Etwas Neues „out of Africa“

■ Wir dokumentieren aus der Einleitung zum „Report über die Presse in Zentral- und im südlichen Afrika

Dieser Report geht von der Annahme aus, daß die Pressefreiheit Voraussetzung ist für die neu erwachenden Demokratien, die langsam — und unter Schmerzen — die Diktaturen ersetzen, welche diesen Kontinent in seinen gegenwärtigen Zusammenbruch geführt haben. In meinem Report zum Stand der Presse in Westafrika ('Index on Censorship‘ 6/1990) habe ich es schon einmal geschrieben: Die Argumentation, Afrika sei von der Gültigkeit der ansonsten universell anerkannten Werte auszunehmen, ist eine Beleidigung für alle, die einen so hohen Preis für ihr Engagement zur Durchsetzung dieser Werte bezahlt haben.

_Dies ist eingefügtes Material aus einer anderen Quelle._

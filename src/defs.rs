//! Definition endpoints and models.

use std::collections::BTreeMap;

use serde::{Deserialize, Serialize};

use crate::client::Client;
use crate::error::ClientError;
use crate::options::{comma_separated, is_false, ListOptions};
use crate::people::User;
use crate::repos::{Repo, RepoUri};
use crate::router::{Route, RouteVars};
use crate::spec::DefSpec;

/// A code definition: a function, type, variable or similar.
#[derive(Debug, Clone, Default, PartialEq, Eq, Serialize, Deserialize)]
#[serde(rename_all = "PascalCase")]
pub struct Def {
    /// Server-assigned identifier.
    #[serde(rename = "SID", default)]
    pub sid: u64,
    #[serde(default)]
    pub repo: String,
    #[serde(rename = "CommitID", default)]
    pub commit_id: String,
    #[serde(default)]
    pub unit_type: String,
    #[serde(default)]
    pub unit: String,
    #[serde(default)]
    pub path: String,
    #[serde(default)]
    pub name: String,
    #[serde(default)]
    pub kind: String,
    #[serde(default)]
    pub file: String,
    #[serde(default)]
    pub def_start: u32,
    #[serde(default)]
    pub def_end: u32,
    #[serde(default)]
    pub exported: bool,
    #[serde(default)]
    pub local: bool,
    #[serde(default)]
    pub test: bool,
    #[serde(default, skip_serializing_if = "String::is_empty")]
    pub tree_path: String,
    /// Rendered documentation, present when requested with `doc`.
    #[serde(rename = "DocHTML", default, skip_serializing_if = "String::is_empty")]
    pub doc_html: String,
    #[serde(default, skip_serializing_if = "BTreeMap::is_empty")]
    pub stat: BTreeMap<String, i64>,
}

impl Def {
    pub fn spec(&self) -> DefSpec {
        DefSpec::new(&self.repo, &self.unit_type, &self.unit, &self.path).at(&self.commit_id)
    }
}

/// A reference from one location to a def.
#[derive(Debug, Clone, Default, PartialEq, Eq, Serialize, Deserialize)]
#[serde(rename_all = "PascalCase")]
pub struct Ref {
    #[serde(default)]
    pub def_repo: String,
    #[serde(default)]
    pub def_unit_type: String,
    #[serde(default)]
    pub def_unit: String,
    #[serde(default)]
    pub def_path: String,
    #[serde(default)]
    pub repo: String,
    #[serde(rename = "CommitID", default)]
    pub commit_id: String,
    #[serde(default)]
    pub unit_type: String,
    #[serde(default)]
    pub unit: String,
    /// True if this is the def's own definition site.
    #[serde(rename = "Def", default)]
    pub is_def: bool,
    #[serde(default)]
    pub file: String,
    #[serde(default)]
    pub start: u32,
    #[serde(default)]
    pub end: u32,
}

/// A usage example of a def, with highlighted source around the reference.
#[derive(Debug, Clone, Default, PartialEq, Eq, Serialize, Deserialize)]
#[serde(rename_all = "PascalCase")]
pub struct Example {
    #[serde(flatten)]
    pub reference: Ref,
    #[serde(rename = "SrcHTML", default)]
    pub src_html: String,
    #[serde(default)]
    pub start_line: u32,
    #[serde(default)]
    pub end_line: u32,
}

#[derive(Debug, Clone, Default, PartialEq, Eq, Serialize, Deserialize)]
#[serde(rename_all = "PascalCase")]
pub struct DefAuthor {
    #[serde(rename = "UID", default)]
    pub uid: Option<u64>,
    #[serde(default)]
    pub email: Option<String>,
    #[serde(default)]
    pub last_commit_date: String,
    #[serde(rename = "LastCommitID", default)]
    pub last_commit_id: String,
    /// Bytes of the def authored by this person.
    #[serde(default)]
    pub bytes: u64,
}

#[derive(Debug, Clone, Default, PartialEq, Eq, Serialize, Deserialize)]
pub struct AugmentedDefAuthor {
    #[serde(rename = "User", default)]
    pub user: Option<User>,
    #[serde(flatten)]
    pub author: DefAuthor,
}

#[derive(Debug, Clone, Default, PartialEq, Eq, Serialize, Deserialize)]
#[serde(rename_all = "PascalCase")]
pub struct DefClient {
    #[serde(rename = "UID", default)]
    pub uid: Option<u64>,
    #[serde(default)]
    pub email: Option<String>,
    #[serde(default)]
    pub last_commit_date: String,
    #[serde(rename = "LastCommitID", default)]
    pub last_commit_id: String,
    #[serde(default)]
    pub use_count: u64,
}

#[derive(Debug, Clone, Default, PartialEq, Eq, Serialize, Deserialize)]
pub struct AugmentedDefClient {
    #[serde(rename = "User", default)]
    pub user: Option<User>,
    #[serde(flatten)]
    pub client: DefClient,
}

#[derive(Debug, Clone, Default, PartialEq, Eq, Serialize, Deserialize)]
#[serde(rename_all = "PascalCase")]
pub struct DefDependent {
    #[serde(default)]
    pub from_repo: RepoUri,
    #[serde(default)]
    pub count: u64,
}

#[derive(Debug, Clone, Default, PartialEq, Eq, Serialize, Deserialize)]
pub struct AugmentedDefDependent {
    #[serde(rename = "Repo", default)]
    pub repo: Option<Repo>,
    #[serde(flatten)]
    pub dependent: DefDependent,
}

#[derive(Debug, Clone, Default, PartialEq, Eq, Serialize)]
#[serde(rename_all = "PascalCase")]
pub struct DefGetOptions {
    /// Include rendered documentation.
    #[serde(skip_serializing_if = "is_false")]
    pub doc: bool,
}

#[derive(Debug, Clone, Default, PartialEq, Eq, Serialize)]
#[serde(rename_all = "PascalCase")]
pub struct DefListOptions {
    #[serde(skip_serializing_if = "String::is_empty")]
    pub name: String,
    /// Full-text query.
    #[serde(skip_serializing_if = "String::is_empty")]
    pub query: String,
    #[serde(rename = "RepositoryURI", skip_serializing_if = "String::is_empty")]
    pub repository_uri: String,
    #[serde(rename = "CommitID", skip_serializing_if = "String::is_empty")]
    pub commit_id: String,
    #[serde(skip_serializing_if = "String::is_empty")]
    pub sort: String,
    #[serde(skip_serializing_if = "Vec::is_empty", serialize_with = "comma_separated")]
    pub unit_types: Vec<String>,
    #[serde(skip_serializing_if = "String::is_empty")]
    pub unit: String,
    #[serde(skip_serializing_if = "String::is_empty")]
    pub path: String,
    #[serde(skip_serializing_if = "String::is_empty")]
    pub direction: String,
    #[serde(skip_serializing_if = "Vec::is_empty", serialize_with = "comma_separated")]
    pub kinds: Vec<String>,
    #[serde(skip_serializing_if = "is_false")]
    pub exported: bool,
    #[serde(skip_serializing_if = "is_false")]
    pub non_exported: bool,
    #[serde(skip_serializing_if = "is_false")]
    pub doc: bool,
    #[serde(flatten)]
    pub list: ListOptions,
}

#[derive(Debug, Clone, Default, PartialEq, Eq, Serialize)]
#[serde(rename_all = "PascalCase")]
pub struct DefListExamplesOptions {
    #[serde(skip_serializing_if = "is_false")]
    pub formatted: bool,
    /// Only examples from this repository.
    #[serde(skip_serializing_if = "String::is_empty")]
    pub repository: String,
    #[serde(flatten)]
    pub list: ListOptions,
}

#[derive(Debug, Clone, Default, PartialEq, Eq, Serialize)]
pub struct DefListAuthorsOptions {
    #[serde(flatten)]
    pub list: ListOptions,
}

pub type DefListClientsOptions = DefListAuthorsOptions;
pub type DefListDependentsOptions = DefListAuthorsOptions;
pub type DefListVersionsOptions = DefListAuthorsOptions;

/// Definition endpoints.
pub trait DefsService {
    fn get(&self, def: &DefSpec, opt: Option<&DefGetOptions>) -> Result<Def, ClientError>;

    fn list(&self, opt: Option<&DefListOptions>) -> Result<Vec<Def>, ClientError>;

    fn list_examples(
        &self,
        def: &DefSpec,
        opt: Option<&DefListExamplesOptions>,
    ) -> Result<Vec<Example>, ClientError>;

    fn list_authors(
        &self,
        def: &DefSpec,
        opt: Option<&DefListAuthorsOptions>,
    ) -> Result<Vec<AugmentedDefAuthor>, ClientError>;

    fn list_clients(
        &self,
        def: &DefSpec,
        opt: Option<&DefListClientsOptions>,
    ) -> Result<Vec<AugmentedDefClient>, ClientError>;

    fn list_dependents(
        &self,
        def: &DefSpec,
        opt: Option<&DefListDependentsOptions>,
    ) -> Result<Vec<AugmentedDefDependent>, ClientError>;

    /// The same def at other commits of its repository.
    fn list_versions(
        &self,
        def: &DefSpec,
        opt: Option<&DefListVersionsOptions>,
    ) -> Result<Vec<Def>, ClientError>;
}

/// [`DefsService`] over HTTP.
#[derive(Debug, Clone, Copy)]
pub struct DefsClient<'a> {
    client: &'a Client,
}

impl<'a> DefsClient<'a> {
    pub(crate) fn new(client: &'a Client) -> Self {
        Self { client }
    }
}

impl DefsService for DefsClient<'_> {
    fn get(&self, def: &DefSpec, opt: Option<&DefGetOptions>) -> Result<Def, ClientError> {
        self.client.get(Route::Def, &def.route_vars()?, opt)
    }

    fn list(&self, opt: Option<&DefListOptions>) -> Result<Vec<Def>, ClientError> {
        self.client.get(Route::Defs, &RouteVars::new(), opt)
    }

    fn list_examples(
        &self,
        def: &DefSpec,
        opt: Option<&DefListExamplesOptions>,
    ) -> Result<Vec<Example>, ClientError> {
        self.client.get(Route::DefExamples, &def.route_vars()?, opt)
    }

    fn list_authors(
        &self,
        def: &DefSpec,
        opt: Option<&DefListAuthorsOptions>,
    ) -> Result<Vec<AugmentedDefAuthor>, ClientError> {
        self.client.get(Route::DefAuthors, &def.route_vars()?, opt)
    }

    fn list_clients(
        &self,
        def: &DefSpec,
        opt: Option<&DefListClientsOptions>,
    ) -> Result<Vec<AugmentedDefClient>, ClientError> {
        self.client.get(Route::DefClients, &def.route_vars()?, opt)
    }

    fn list_dependents(
        &self,
        def: &DefSpec,
        opt: Option<&DefListDependentsOptions>,
    ) -> Result<Vec<AugmentedDefDependent>, ClientError> {
        self.client
            .get(Route::DefDependents, &def.route_vars()?, opt)
    }

    fn list_versions(
        &self,
        def: &DefSpec,
        opt: Option<&DefListVersionsOptions>,
    ) -> Result<Vec<Def>, ClientError> {
        self.client.get(Route::DefVersions, &def.route_vars()?, opt)
    }
}

#[cfg(test)]
mod tests {
    use super::*;
    use serde_json::json;

    #[test]
    fn def_spec_round_trip() {
        let def: Def = serde_json::from_value(json!({
            "SID": 1,
            "Repo": "r.com/x",
            "CommitID": "c",
            "UnitType": "t",
            "Unit": "u",
            "Path": "p",
            "Name": "P",
            "Exported": true
        }))
        .unwrap();
        assert_eq!(def.spec(), DefSpec::new("r.com/x", "t", "u", "p").at("c"));
        assert!(def.exported);
    }

    #[test]
    fn example_flattens_ref() {
        let example: Example = serde_json::from_value(json!({
            "File": "f",
            "Def": true,
            "SrcHTML": "<b>x</b>",
            "StartLine": 3
        }))
        .unwrap();
        assert_eq!(example.reference.file, "f");
        assert!(example.reference.is_def);
        assert_eq!(example.start_line, 3);
    }

    #[test]
    fn list_options_query() {
        let opts = DefListOptions {
            repository_uri: "r1".into(),
            sort: "name".into(),
            unit_types: vec!["a".into(), "b".into()],
            direction: "asc".into(),
            kinds: vec!["a".into(), "b".into()],
            exported: true,
            doc: true,
            list: ListOptions::new(2, 1),
            ..DefListOptions::default()
        };
        assert_eq!(
            serde_urlencoded::to_string(&opts).unwrap(),
            "RepositoryURI=r1&Sort=name&UnitTypes=a%2Cb&Direction=asc&Kinds=a%2Cb\
             &Exported=true&Doc=true&PerPage=1&Page=2"
        );
    }

    #[test]
    fn augmented_dependent_decodes() {
        let deps: Vec<AugmentedDefDependent> =
            serde_json::from_value(json!([{ "Repo": { "URI": "r2" }, "FromRepo": "r2", "Count": 4 }]))
                .unwrap();
        assert_eq!(deps[0].repo.as_ref().map(|r| r.uri.as_str()), Some("r2"));
        assert_eq!(deps[0].dependent.count, 4);
    }
}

Mein Bericht ist das Ergebnis einer Reise, die ich zwischen Oktober und Dezember 1991 unternahm. Der Zeitpunkt hätte nicht günstiger sein können. In Simbabwe beispielsweise wurde ich Zeuge des Treffens aller Staatsoberhäupter der Commonwealth-Staaten, bei dem ein Staatsoberhaupt nach dem anderen sich öffentlich zu den demokratischen Werten bekannte, die sie drei Jahrzehnte allesamt eifrigst unterdrückt hatten. Einzige Ausnahme war Ngwazi Dr. H. Kamuzu Banda, Präsident auf Lebenszeit von Malawi, der weniger aufstand, als vielmehr hinfiel, und ohnehin nichts zu tun haben wünschte mit dem, was er lediglich als „neueste Mode aus Paris“ betrachtet. So hatte es ein anderer afrikanischer Diktator, Hissene Habre aus Tschad, genannt. Kurz nachdem er sich entsprechend geäußert hatte, war er auch schon gestürzt. Es ist wenig wahrscheinlich, daß Banda das gleiche Schicksal ereilen könnte — aus Gründen, die ich in dem entsprechenden Teil meines Berichtes näher ausgeführt habe. Jedoch kann der nach inoffiziellen Schätzungen nunmehr 93jährige (sein Alter ist ein Staatsgeheimnis) kaum hoffen, noch sehr viel länger zu überleben. Zwar haben Gerüchte über sein Ableben schon öfter die Runde gemacht, als die politischen Gefangenen Malawis zählen können, aber immerhin: Er ist in Harare wirklich hingefallen (auch wenn die malawische Presse diese Einzelheit in ihren Berichten ausließ)! Man wünscht ja niemandem den Tod, aber in diesem Fall wird man mir verzeihen, wenn ich die Hoffnung nicht aufgebe (dem malawischen Hochkommissar in London zur Kenntnisnahme).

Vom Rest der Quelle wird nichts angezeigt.